Click on link for updated table throughout the day at http://www.interactivebrokers.com/en/p.php?f=daily_analysis#bond-clear
Eurodollar futures -Eurodollar futures ignored a 24,000 dip in initial claims for unemployment benefit through last weekend and rose to imply a mild dip in yields. A stronger than expected reading of pending home sales recorded in June was also excused given an inventory overhang and few signs of life elsewhere in the housing market. Housing transactions in the process of completion had been expected to dip by 2% after surging by 8.2% in May. In the event pending home transactions jumped by 2.4%. Nevertheless September treasury note futures rose forcing the 10-year government yield to its lowest in one week. Ahead of the late-afternoon vote in the House the 10-year yields remained towards the bottom of a daily range from 2.93% to 2.99%.
European bond markets - Italy remained a trigger for tetchy European bond markets given the focus on a government auction at which demand fell short.
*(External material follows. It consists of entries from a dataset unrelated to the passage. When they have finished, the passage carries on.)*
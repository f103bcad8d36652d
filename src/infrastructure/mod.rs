pub mod cache;
pub mod gateway;
pub mod location;
pub mod scheduler;
pub mod store;
pub mod feed_service;
pub mod location_service;
pub mod mutation_service;
pub mod session;

pub use feed_service::FeedController;
pub use location_service::LocationManager;
pub use mutation_service::OptimisticMutationEngine;
pub use session::{FeedSession, SessionContext};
Italy sold €2.7 billion worth of 10-year coupons rather than the hoped for target of €3 billion. The late June auction was successfully completed at 83 basis points lower than the recent auction and so boosts the cost to the government. Italian debt moved once again in the opposite direction to German paper forcing a further widening of spreads between the two. German unemployment fell during July by 11,000 after a dip of 8,000 in June and maintaining an overall rate of unemployment at 7%. Short-dated euribor futures contracts managed to move ahead by a further couple of basis points as tensions clearly remained present across the Eurozone. In recent trading the September bund future remains 12 ticks higher at 129.50 although well off an earlier peak at 129.87. The yield at the 10-year maturity is two basis points lower at 2.63%.
British gilts - British yield expectations softened in light of a bearish portrayal of retailing activity according to a CBI retail report for June. The trade group said sales were dull and certainly below normal for the summer months with cash-strapped consumers facing higher costs courtesy of an additional VAT tax as well as rampant inflation in excess of tame wage increases. Sales at grocers and home improvement chains slid with the balance of respondents declining to minus five after minus two in May. The CBI last reported a weaker reading in May 2010. MPC member David Miles in a speech delivered at the London School of Economics said that while inflation will likely rise in the near-term on account of strengthening energy costs, it would be a mistake to fight it on account of the damage this might cause to the economy. Implied yields dipped by three basis points at deferred maturities across the short sterling strip while gilt futures remained in positive territory at 124.05 where cash yields dipped by one basis point to 2.97%.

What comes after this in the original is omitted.